As an example, modeling of the extracellular loop 4 (eL4) (residues 294–324) of the Na⁺/proline symporter (PutP) based on secondary structure restraints for two short helices in this loop domain and on eight distance restraints from DEER measurements37 is shown in Figure 2. The alignment was taken from an earlier homology modeling study of the same protein.38 The PDB structure 2XQ2 of the related Na⁺/glucose transporter vSGLT of Vibrio parahaemolyticus with only about 20% sequence identity was used as a template. In this structure, five residues of the corresponding loop are not resolved and the loop has a different length and very low sequence identity. All models of the ensemble fulfil the DEER restraints within experimental uncertainty and have a GA341 score larger than 0.75. The loop is reasonably well defined by the secondary structure and distance restraints. This model allowed for forming a hypothesis on the interaction between eL4 and the core helices that was later tested and confirmed.39

Figure 2.

Restraint‐augmented homology modeling of eL4 of the Na⁺/proline symporter PutP.37 Short helices 296–306 and 312–321 were specified based on SDSL site scan information and eight distance restraints between spin labels were provided to MODELLER. An ensemble of 10 models (lightgray, eL4 darkgreen) is superimposed on the template structure of the Na⁺/glucose transporter vSGLT (PDB 2XQ2, peachpuff, corresponding loop crimson). (A) View parallel to the lipid bilayer. (B) View perpendicular to the lipid bilayer

Rigid‐Body Docking by a Full Grid Search

Relative position and orientation of two rigid bodies are defined by three translation parameters and three Euler angles. For symmetric oligomers with known multiplicity the number of degrees of freedom reduces to four, two translation parameters within the plane perpendicular to the symmetry axis and two polar angles that orient the symmetry axis with respect to the protomer structure.40 In any case, sufficient information can be obtained from a small number of long‐range distance restraints. The rigid‐body docking algorithm of MMM does not consider any further information, such as favourable interaction energy or avoidance of clashes. It is intended for exploring all solutions that fulfil the experimental restraints. Other software can be used for refining the models if necessary.40

Even if the number of distance restraints is larger than the number of degrees of freedom, the solution is not necessarily unique. This is because of uncertainties in the restraints and because the reference points in the two bodies may not be optimally placed for solving the problem. Therefore, a solution is not guaranteed to be the correct one even if it fulfils all restraints. It is thus advantageous to scan all six (or four) free parameters in a full grid search, so that all acceptable solutions are found. The MMMdock module allows for automatic refinement of the best solution on the grid by minimizing the root mean square deviation (RMSD) of the distance restraints and for manual refinement of any other significantly different solution.

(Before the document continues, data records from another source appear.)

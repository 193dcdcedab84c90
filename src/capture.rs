//! Still capture from the front-facing camera.
//!
//! [`MediaCapture`] is the seam the orchestrators capture through. The
//! production implementation, [`FfmpegCamera`], grabs a single mirrored JPEG
//! frame through FFmpeg and hands it back as a base64 data URI.

mod errors;
mod ffmpeg;

use async_trait::async_trait;
use base64::{engine::general_purpose::STANDARD, Engine};

pub use errors::CaptureError;
pub use ffmpeg::{quality_to_qscale, FfmpegCamera, WebcamStill};

/// Prefix of every image handed out by a [`MediaCapture`].
pub const JPEG_DATA_URI_PREFIX: &str = "data:image/jpeg;base64,";

/// Produces an encoded still image on demand.
///
/// Implementations report absence with `None` and log the cause themselves;
/// no error crosses this boundary.
#[async_trait]
pub trait MediaCapture: Send + Sync {
    async fn capture(&self) -> Option<String>;
}

/// Encode JPEG bytes as a `data:image/jpeg;base64,...` URI.
pub fn jpeg_data_uri(bytes: &[u8]) -> String {
    format!("{}{}", JPEG_DATA_URI_PREFIX, STANDARD.encode(bytes))
}
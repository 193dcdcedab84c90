//! Audio cue played after a successful punch.
//!
//! Playback is fire-and-forget: [`FeedbackPlayer::play`] returns immediately
//! and any failure is logged at this boundary only.

use std::path::PathBuf;
use std::process::Stdio;
use std::sync::Arc;
use tokio::process::Command;

use crate::config::FeedbackConfig;
use crate::model::LogType;

/// Plays a cue keyed by punch direction without blocking the caller.
pub trait FeedbackPlayer: Send + Sync {
    fn play(&self, cue: LogType);
}

/// Silent player used when feedback is turned off.
#[derive(Debug, Clone, Copy, Default)]
pub struct NoFeedback;

impl FeedbackPlayer for NoFeedback {
    fn play(&self, cue: LogType) {
        log::debug!("Feedback disabled, skipping {} cue", cue);
    }
}

#[cfg(target_os = "macos")]
fn default_player() -> String {
    "afplay".to_string()
}

#[cfg(not(target_os = "macos"))]
fn default_player() -> String {
    "paplay".to_string()
}

/// Spawns a system audio player on a fixed asset per punch direction.
#[derive(Debug, Clone)]
pub struct SoundPlayer {
    player: String,
    punch_in: Option<PathBuf>,
    punch_out: Option<PathBuf>,
}

impl SoundPlayer {
    pub fn new(player: impl Into<String>, punch_in: Option<PathBuf>, punch_out: Option<PathBuf>) -> Self {
        Self {
            player: player.into(),
            punch_in,
            punch_out,
        }
    }

    pub fn asset_for(&self, cue: LogType) -> Option<&PathBuf> {
        match cue {
            LogType::In => self.punch_in.as_ref(),
            LogType::Out => self.punch_out.as_ref(),
        }
    }
}

impl FeedbackPlayer for SoundPlayer {
    fn play(&self, cue: LogType) {
        let Some(asset) = self.asset_for(cue).cloned() else {
            log::warn!("Audio error: no sound configured for {} punches", cue);
            return;
        };
        let Ok(handle) = tokio::runtime::Handle::try_current() else {
            log::warn!("Audio error: no async runtime to play {}", asset.display());
            return;
        };

        let player = self.player.clone();
        // Detached: the child is reaped here once playback finishes.
        handle.spawn(async move {
            let result = Command::new(&player)
                .arg(&asset)
                .stdin(Stdio::null())
                .stdout(Stdio::null())
                .stderr(Stdio::null())
                .status()
                .await;
            match result {
                Ok(status) if status.success() => {
                    log::debug!("Played {}", asset.display());
                }
                Ok(status) => {
                    log::warn!(
                        "Audio error: {} exited with {:?} for {}",
                        player,
                        status.code(),
                        asset.display()
                    );
                }
                Err(e) => log::warn!("Audio error: {}: {}", player, e),
            }
        });
    }
}

/// Build the player selected by configuration.
pub fn from_config(config: &FeedbackConfig) -> Arc<dyn FeedbackPlayer> {
    if !config.enabled {
        return Arc::new(NoFeedback);
    }
    Arc::new(SoundPlayer::new(
        config.player.clone().unwrap_or_else(default_player),
        config.punch_in.clone(),
        config.punch_out.clone(),
    ))
}
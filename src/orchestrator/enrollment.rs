//! EnrollmentOrchestrator - collects reference photos and registers them.

use std::sync::{Arc, Mutex, MutexGuard, PoisonError};
use tokio::sync::watch;

use crate::capture::MediaCapture;
use crate::model::{BatchError, EnrollOutcome, EnrollmentBatch};
use crate::recognition::Recognizer;

/// Message used when the service refuses a batch without a reason.
const REGISTRATION_FAILED: &str = "Registration failed";

#[derive(Debug, Clone, PartialEq, Eq)]
pub enum EnrollmentPhase {
    /// Waiting for the next shutter press.
    Collecting,
    Capturing,
    Submitting,
    /// The service accepted the batch; the flow is finished.
    Completed,
    /// The last submission failed; the batch stays sealed.
    Failed(String),
}

/// Render-only progress of an enrollment.
#[derive(Debug, Clone, PartialEq, Eq)]
pub struct EnrollmentProgress {
    pub current: usize,
    pub max: usize,
    pub phase: EnrollmentPhase,
}

impl EnrollmentProgress {
    /// Counter text, e.g. `3/5`.
    pub fn counter(&self) -> String {
        format!("{}/{}", self.current, self.max)
    }
}

/// Result of one [`EnrollmentOrchestrator::submit`] call.
#[derive(Debug, Clone, PartialEq, Eq)]
pub enum SubmitOutcome {
    Completed(EnrollOutcome),
    Failed(String),
    /// Not sealed yet, already in flight, or already completed.
    Ignored,
}

/// Result of one [`EnrollmentOrchestrator::capture_next`] call.
#[derive(Debug, Clone, PartialEq, Eq)]
pub enum CaptureNextOutcome {
    /// An image was appended; the batch is not full yet.
    Appended { current: usize, max: usize },
    /// The final image was appended and the batch was submitted.
    Submitted(SubmitOutcome),
    /// The camera produced no frame; nothing changed.
    CaptureUnavailable,
    /// The batch is sealed or an operation is in flight.
    Ignored,
}

struct Inner {
    batch: EnrollmentBatch,
    phase: EnrollmentPhase,
}

/// Drives one employee's enrollment from first photo to registration.
pub struct EnrollmentOrchestrator {
    camera: Arc<dyn MediaCapture>,
    recognizer: Arc<dyn Recognizer>,
    inner: Mutex<Inner>,
    progress: watch::Sender<EnrollmentProgress>,
}

impl EnrollmentOrchestrator {
    pub fn new(
        batch: EnrollmentBatch,
        camera: Arc<dyn MediaCapture>,
        recognizer: Arc<dyn Recognizer>,
    ) -> Self {
        let (progress, _) = watch::channel(EnrollmentProgress {
            current: batch.len(),
            max: batch.max(),
            phase: EnrollmentPhase::Collecting,
        });
        Self {
            camera,
            recognizer,
            inner: Mutex::new(Inner {
                batch,
                phase: EnrollmentPhase::Collecting,
            }),
            progress,
        }
    }

    fn lock(&self) -> MutexGuard<'_, Inner> {
        self.inner.lock().unwrap_or_else(PoisonError::into_inner)
    }

    fn set_phase(&self, inner: &mut Inner, phase: EnrollmentPhase) {
        inner.phase = phase;
        self.progress.send_replace(EnrollmentProgress {
            current: inner.batch.len(),
            max: inner.batch.max(),
            phase: inner.phase.clone(),
        });
    }

    /// Capture one reference photo.
    ///
    /// Appending the `max`-th photo seals the batch and submits it within the
    /// same call. Further calls on a sealed batch are no-ops.
    pub async fn capture_next(&self) -> CaptureNextOutcome {
        {
            let mut inner = self.lock();
            if inner.batch.is_sealed() || inner.phase != EnrollmentPhase::Collecting {
                log::debug!("Ignoring capture while {:?}", inner.phase);
                return CaptureNextOutcome::Ignored;
            }
            self.set_phase(&mut inner, EnrollmentPhase::Capturing);
        }

        let image = self.camera.capture().await;

        let (current, max) = {
            let mut inner = self.lock();
            let Some(image) = image else {
                self.set_phase(&mut inner, EnrollmentPhase::Collecting);
                return CaptureNextOutcome::CaptureUnavailable;
            };
            let current = match inner.batch.push(image) {
                Ok(current) => current,
                Err(BatchError::Sealed { .. } | BatchError::EmptyBatch) => {
                    self.set_phase(&mut inner, EnrollmentPhase::Collecting);
                    return CaptureNextOutcome::Ignored;
                }
            };
            log::info!("Captured reference photo {}", inner.batch.counter());
            self.set_phase(&mut inner, EnrollmentPhase::Collecting);
            (current, inner.batch.max())
        };

        if current < max {
            return CaptureNextOutcome::Appended { current, max };
        }
        CaptureNextOutcome::Submitted(self.submit().await)
    }

    /// Submit the sealed batch.
    ///
    /// A no-op before the batch is sealed, while a submission is in flight,
    /// and after a successful submission. After a failure the batch stays
    /// sealed and this may be called again.
    pub async fn submit(&self) -> SubmitOutcome {
        let batch = {
            let mut inner = self.lock();
            let ready = inner.batch.is_sealed()
                && matches!(
                    inner.phase,
                    EnrollmentPhase::Collecting | EnrollmentPhase::Failed(_)
                );
            if !ready {
                log::debug!(
                    "Ignoring submit at {} while {:?}",
                    inner.batch.counter(),
                    inner.phase
                );
                return SubmitOutcome::Ignored;
            }
            self.set_phase(&mut inner, EnrollmentPhase::Submitting);
            inner.batch.clone()
        };

        let result = self.recognizer.enroll(&batch).await;

        let mut inner = self.lock();
        match result {
            Ok(outcome) if outcome.success => {
                log::info!("Employee {} registered", batch.employee_id());
                self.set_phase(&mut inner, EnrollmentPhase::Completed);
                SubmitOutcome::Completed(outcome)
            }
            Ok(outcome) => {
                let message = outcome
                    .error
                    .unwrap_or_else(|| REGISTRATION_FAILED.to_string());
                log::warn!("Registration of {} failed: {}", batch.employee_id(), message);
                self.set_phase(&mut inner, EnrollmentPhase::Failed(message.clone()));
                SubmitOutcome::Failed(message)
            }
            Err(e) => {
                let message = e.to_string();
                log::warn!("Registration of {} failed: {}", batch.employee_id(), message);
                self.set_phase(&mut inner, EnrollmentPhase::Failed(message.clone()));
                SubmitOutcome::Failed(message)
            }
        }
    }

    pub fn progress(&self) -> EnrollmentProgress {
        self.progress.borrow().clone()
    }

    pub fn subscribe(&self) -> watch::Receiver<EnrollmentProgress> {
        self.progress.subscribe()
    }

    /// Captured images so far, in order (thumbnails).
    pub fn images(&self) -> Vec<String> {
        self.lock().batch.images().to_vec()
    }
}
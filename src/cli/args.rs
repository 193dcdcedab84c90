//! CLI argument parsing with clap.

use clap::{Parser, Subcommand};
use std::path::PathBuf;

/// Face attendance kiosk: capture, recognize, punch in or out
#[derive(Parser, Debug)]
#[command(name = "face-punch")]
#[command(version, about = "Face attendance kiosk client", long_about = None)]
#[command(after_help = "EXAMPLES:
    face-punch attend                          Run the attendance kiosk
    face-punch attend --no-detector            Manual shutter only
    face-punch enroll --employee-id EMP01 --employee-name \"Asha Rao\"
    face-punch enroll --employee-id HR-EMP-00001  Name taken from the ERP roster
    face-punch employees                       List the ERP employee roster
    face-punch health                          Check the recognition service and ERP
    face-punch config init                     Write a default config file

ENVIRONMENT:
    FACE_PUNCH_API_URL    Recognition service URL (overrides [server] url)
    FACE_PUNCH_SITE_ID    Site identifier (overrides [session] site_id)
    FACE_PUNCH_ERP_KEY    ERP API key (overrides [session] api_key)
    FACE_PUNCH_ERP_SECRET ERP API secret (overrides [session] api_secret)
    RUST_LOG              Log filter, e.g. face_punch=debug")]
pub struct Args {
    #[command(subcommand)]
    pub command: Command,

    /// Config file path
    #[arg(long, short, global = true)]
    pub config: Option<PathBuf>,
}

#[derive(Subcommand, Debug)]
pub enum Command {
    /// Run the attendance kiosk
    Attend {
        /// Do not listen for the global space-bar shutter
        #[arg(long)]
        no_hotkey: bool,

        /// Ignore the configured face detector (manual triggers only)
        #[arg(long)]
        no_detector: bool,
    },
    /// Enroll a new employee from a batch of reference photos
    Enroll {
        /// Employee identifier on the attendance backend
        #[arg(long)]
        employee_id: String,

        /// Display name (default: the name on the ERP roster)
        #[arg(long)]
        employee_name: Option<String>,

        /// Admin PIN, when [enrollment] admin_pin is set (prompted if omitted)
        #[arg(long)]
        pin: Option<String>,

        /// Number of photos to collect (default: [enrollment] images)
        #[arg(long, value_parser = parse_image_count)]
        images: Option<usize>,
    },
    /// List the employees on the ERP backend
    Employees,
    /// Check that the recognition service is reachable and the ERP credentials work
    Health,
    /// Configuration management
    Config {
        #[command(subcommand)]
        action: ConfigAction,
    },
}

#[derive(Subcommand, Debug, Clone, PartialEq, Eq)]
pub enum ConfigAction {
    /// Show the effective configuration
    Show,
    /// Print the default config file path
    Path,
    /// Create default config file
    Init,
}

/// Parse and validate the enrollment photo count (1-20)
fn parse_image_count(s: &str) -> Result<usize, String> {
    let count: usize = s
        .parse()
        .map_err(|_| format!("'{}' is not a valid number", s))?;
    if !(1..=20).contains(&count) {
        return Err(format!("Photo count must be between 1 and 20, got {}", count));
    }
    Ok(count)
}

#[cfg(test)]
mod tests {
    use super::*;

    #[test]
    fn test_attend_defaults() {
        let args = Args::parse_from(["face-punch", "attend"]);
        match args.command {
            Command::Attend {
                no_hotkey,
                no_detector,
            } => {
                assert!(!no_hotkey);
                assert!(!no_detector);
            }
            other => panic!("Expected attend, got {:?}", other),
        }
        assert!(args.config.is_none());
    }

    #[test]
    fn test_enroll_arguments() {
        let args = Args::parse_from([
            "face-punch",
            "enroll",
            "--employee-id",
            "EMP01",
            "--employee-name",
            "Asha Rao",
            "--images",
            "3",
            "--pin",
            "2468",
        ]);
        match args.command {
            Command::Enroll {
                employee_id,
                employee_name,
                pin,
                images,
            } => {
                assert_eq!(employee_id, "EMP01");
                assert_eq!(employee_name.as_deref(), Some("Asha Rao"));
                assert_eq!(pin.as_deref(), Some("2468"));
                assert_eq!(images, Some(3));
            }
            other => panic!("Expected enroll, got {:?}", other),
        }
    }

    #[test]
    fn test_enroll_name_is_optional() {
        let args = Args::parse_from(["face-punch", "enroll", "--employee-id", "HR-EMP-00001"]);
        match args.command {
            Command::Enroll {
                employee_name, pin, ..
            } => {
                assert!(employee_name.is_none());
                assert!(pin.is_none());
            }
            other => panic!("Expected enroll, got {:?}", other),
        }
    }

    #[test]
    fn test_enroll_requires_employee_id() {
        assert!(Args::try_parse_from(["face-punch", "enroll", "--employee-name", "Asha"]).is_err());
    }

    #[test]
    fn test_employees_command() {
        let args = Args::parse_from(["face-punch", "employees"]);
        assert!(matches!(args.command, Command::Employees));
    }

    #[test]
    fn test_image_count_range() {
        assert_eq!(parse_image_count("5"), Ok(5));
        assert!(parse_image_count("0").is_err());
        assert!(parse_image_count("21").is_err());
        assert!(parse_image_count("five").is_err());
    }

    #[test]
    fn test_config_option_is_global() {
        let args = Args::parse_from(["face-punch", "health", "--config", "/tmp/kiosk.toml"]);
        assert_eq!(args.config, Some(PathBuf::from("/tmp/kiosk.toml")));

        let args = Args::parse_from(["face-punch", "-c", "/tmp/test.toml", "config", "show"]);
        assert_eq!(args.config, Some(PathBuf::from("/tmp/test.toml")));
        assert!(matches!(
            args.command,
            Command::Config {
                action: ConfigAction::Show
            }
        ));
    }
}
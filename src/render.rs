//! Terminal rendering of orchestrator snapshots.

use crate::orchestrator::{
    Alert, EnrollmentPhase, EnrollmentProgress, Snapshot, Splash, SplashPhase, StateKind,
};

/// Status line for a state without splash or alert.
pub fn status_line(state: StateKind) -> &'static str {
    match state {
        StateKind::Idle => "Ready. Look at the camera or press the shutter.",
        StateKind::Capturing => "Capturing...",
        StateKind::AwaitingLocation => "Getting location...",
        StateKind::Submitting => "Recognizing...",
        StateKind::Presenting => "",
        StateKind::CooldownLocked => "Please wait...",
    }
}

/// Why a manual shutter press was not taken.
pub fn trigger_refused(state: StateKind) -> &'static str {
    if state.is_busy() {
        "Busy, please wait."
    } else {
        match state {
            StateKind::Presenting => "Showing the last punch, please wait.",
            _ => "Please wait...",
        }
    }
}

/// The confirmation panel.
pub fn splash(splash: &Splash) -> String {
    match splash.phase {
        SplashPhase::FadingIn => format!(
            "\n  ✔ {}\n    {}\n    {}\n",
            splash.title(),
            splash.employee_name,
            splash.employee_id
        ),
        // Shown once as the panel goes away.
        SplashPhase::FadingOut => String::new(),
    }
}

pub fn alert(alert: &Alert) -> String {
    format!("\n  ✖ {}\n    {}\n    (/dismiss to clear)\n", alert.title, alert.message)
}

/// Render a snapshot. Returns `None` when nothing needs to be printed.
pub fn snapshot(snapshot: &Snapshot) -> Option<String> {
    if let Some(panel) = &snapshot.splash {
        let text = splash(panel);
        return (!text.is_empty()).then_some(text);
    }
    let status = status_line(snapshot.state);
    match (&snapshot.alert, snapshot.state) {
        // The alert is printed once, when it is raised.
        (Some(raised), StateKind::CooldownLocked) => Some(format!("{}{}", alert(raised), status)),
        _ if status.is_empty() => None,
        _ => Some(status.to_string()),
    }
}

/// Progress line for an enrollment.
pub fn enrollment(progress: &EnrollmentProgress) -> String {
    match &progress.phase {
        EnrollmentPhase::Collecting => format!(
            "Photo {} captured. Press Enter for the next one.",
            progress.counter()
        ),
        EnrollmentPhase::Capturing => format!("Capturing photo {}...", progress.current + 1),
        EnrollmentPhase::Submitting => format!("Registering {} photos...", progress.current),
        EnrollmentPhase::Completed => "✔ Registration complete.".to_string(),
        EnrollmentPhase::Failed(message) => format!(
            "✖ Registration failed: {}\n  Type /submit to try again.",
            message
        ),
    }
}
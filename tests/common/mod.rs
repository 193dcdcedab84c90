//! Scripted leaves for driving the orchestrators without devices or network.

#![allow(dead_code)]

use std::collections::VecDeque;
use std::sync::atomic::{AtomicUsize, Ordering};
use std::sync::{Arc, Mutex};
use std::time::Duration;

use async_trait::async_trait;
use face_punch::capture::MediaCapture;
use face_punch::feedback::FeedbackPlayer;
use face_punch::location::LocationProvider;
use face_punch::model::{
    EnrollOutcome, EnrollmentBatch, GeoFix, LogType, Punch, RecognitionRequest, RecognitionResult,
};
use face_punch::recognition::{ClientError, Recognizer};

pub struct FakeCamera {
    working: bool,
    delay: Duration,
    calls: AtomicUsize,
}

impl FakeCamera {
    pub fn working() -> Arc<Self> {
        Self::build(true, Duration::ZERO)
    }

    pub fn broken() -> Arc<Self> {
        Self::build(false, Duration::ZERO)
    }

    /// Working camera that takes `delay` to return each frame.
    pub fn slow(delay: Duration) -> Arc<Self> {
        Self::build(true, delay)
    }

    fn build(working: bool, delay: Duration) -> Arc<Self> {
        Arc::new(Self {
            working,
            delay,
            calls: AtomicUsize::new(0),
        })
    }

    pub fn calls(&self) -> usize {
        self.calls.load(Ordering::SeqCst)
    }
}

#[async_trait]
impl MediaCapture for FakeCamera {
    async fn capture(&self) -> Option<String> {
        let n = self.calls.fetch_add(1, Ordering::SeqCst) + 1;
        if !self.delay.is_zero() {
            tokio::time::sleep(self.delay).await;
        }
        self.working
            .then(|| format!("data:image/jpeg;base64,frame{}", n))
    }
}

pub struct FakeLocation(pub Option<GeoFix>);

impl FakeLocation {
    pub fn at_office() -> Arc<Self> {
        Arc::new(Self(GeoFix::new(12.9716, 77.5946)))
    }

    pub fn denied() -> Arc<Self> {
        Arc::new(Self(None))
    }
}

#[async_trait]
impl LocationProvider for FakeLocation {
    async fn locate(&self) -> Option<GeoFix> {
        self.0
    }
}

/// How the fake service answers `/recognize`.
#[derive(Debug, Clone)]
pub enum Reply {
    Punch(LogType),
    Reject(String),
    /// Non-2xx answer (transport class).
    Down(u16),
    Malformed,
    /// The recognizer itself panics mid-request.
    Panic,
}

/// How the fake service answers `/register_multiple`.
#[derive(Debug, Clone)]
pub enum EnrollReply {
    Accept,
    Reject(String),
    Down(u16),
}

pub struct FakeRecognizer {
    reply: Reply,
    enroll_replies: Mutex<VecDeque<EnrollReply>>,
    delay: Duration,
    requests: Mutex<Vec<RecognitionRequest>>,
    batches: Mutex<Vec<EnrollmentBatch>>,
}

impl FakeRecognizer {
    pub fn replying(reply: Reply) -> Arc<Self> {
        Self::build(reply, Vec::new(), Duration::ZERO)
    }

    pub fn slow(reply: Reply, delay: Duration) -> Arc<Self> {
        Self::build(reply, Vec::new(), delay)
    }

    /// Enrollment replies are used in order; `Accept` once they run out.
    pub fn enrolling(replies: Vec<EnrollReply>, delay: Duration) -> Arc<Self> {
        Self::build(Reply::Reject("unused".to_string()), replies, delay)
    }

    fn build(reply: Reply, enroll_replies: Vec<EnrollReply>, delay: Duration) -> Arc<Self> {
        Arc::new(Self {
            reply,
            enroll_replies: Mutex::new(enroll_replies.into()),
            delay,
            requests: Mutex::new(Vec::new()),
            batches: Mutex::new(Vec::new()),
        })
    }

    pub fn requests(&self) -> Vec<RecognitionRequest> {
        self.requests.lock().unwrap().clone()
    }

    pub fn batches(&self) -> Vec<EnrollmentBatch> {
        self.batches.lock().unwrap().clone()
    }
}

#[async_trait]
impl Recognizer for FakeRecognizer {
    async fn recognize(
        &self,
        request: &RecognitionRequest,
    ) -> Result<RecognitionResult, ClientError> {
        self.requests.lock().unwrap().push(request.clone());
        if !self.delay.is_zero() {
            tokio::time::sleep(self.delay).await;
        }
        match &self.reply {
            Reply::Punch(log_type) => Ok(RecognitionResult::Success(Punch {
                log_type: *log_type,
                employee_name: "Asha Rao".to_string(),
                employee_id: "EMP01".to_string(),
                selfie: request.image().to_string(),
                checkin_name: None,
                confidence: Some(0.91),
            })),
            Reply::Reject(reason) => Ok(RecognitionResult::Failure {
                reason: reason.clone(),
            }),
            Reply::Down(status) => Err(ClientError::Status {
                status: *status,
                body: "Service Unavailable".to_string(),
            }),
            Reply::Malformed => Err(ClientError::Protocol("expected value".to_string())),
            Reply::Panic => panic!("recognizer crashed"),
        }
    }

    async fn enroll(&self, batch: &EnrollmentBatch) -> Result<EnrollOutcome, ClientError> {
        self.batches.lock().unwrap().push(batch.clone());
        if !self.delay.is_zero() {
            tokio::time::sleep(self.delay).await;
        }
        let reply = self
            .enroll_replies
            .lock()
            .unwrap()
            .pop_front()
            .unwrap_or(EnrollReply::Accept);
        match reply {
            EnrollReply::Accept => Ok(EnrollOutcome {
                success: true,
                error: None,
                saved: Some(batch.len() as u32),
                failed: Some(0),
            }),
            EnrollReply::Reject(error) => Ok(EnrollOutcome {
                success: false,
                error: Some(error),
                saved: None,
                failed: None,
            }),
            EnrollReply::Down(status) => Err(ClientError::Status {
                status,
                body: "Bad Gateway".to_string(),
            }),
        }
    }
}

#[derive(Default)]
pub struct RecordingFeedback {
    cues: Mutex<Vec<LogType>>,
}

impl RecordingFeedback {
    pub fn new() -> Arc<Self> {
        Arc::new(Self::default())
    }

    pub fn cues(&self) -> Vec<LogType> {
        self.cues.lock().unwrap().clone()
    }
}

impl FeedbackPlayer for RecordingFeedback {
    fn play(&self, cue: LogType) {
        self.cues.lock().unwrap().push(cue);
    }
}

As an example, consider the relative position and orientation of the FnIII‐3,4 domains of integrin α6β4, a problem that was originally solved with a separate program.41 Although the problem is overdetermined by 13 distance restraints for six degrees of freedom, several slightly different solutions fulfil the restraints within experimental uncertainty. In Figure 3 the twelve models are superimposed on the first domain and the second domain is shown with opaqueness of 0.25. The 12 unique models resulted from RMSD‐based refinement starting from the 20 grid points with lowest RMSD and cover an RMSD range from 0.498 to 0.510 Å. Modeling of the 21‐residue flexible linker between the domains and scoring of the models by SAXS data is discussed below in the section of RigiFlex modeling.

Figure 3.

Rigid‐body docking of the FnIII‐3,4 domains of integrin α6β4 (crystal structures PDB 4WTW and 4WTX) based on 13 distance distribution restraints. All models are superimposed on the FnIII‐3 domain (fully opaque) and the second domains are shown with opaqueness of 0.25

Rigid‐body docking has two caveats. First, the assumption of the domains or protomers to behave as rigid bodies may be wrong or a poor approximation. We encountered this problem with respect to a β‐sheet in the dimeric Na⁺/H⁺ antiporter NhaA of Escherichia coli 38 that was deformed by a crystal packing artefact and was later found in a different conformation in a cryo‐EM structure of the dimeric antiporter.42 Second, each additional rigid body adds six more degrees of freedom, unless symmetry restraints apply. A full grid search with the necessary resolution is not feasible for more than two rigid bodies. Problems with three or more rigid domains or protomers are better solved with the RigiFlex approach (vide infra) that relies on distance matrix geometry for directly solving the problem of rigid‐body arrangement.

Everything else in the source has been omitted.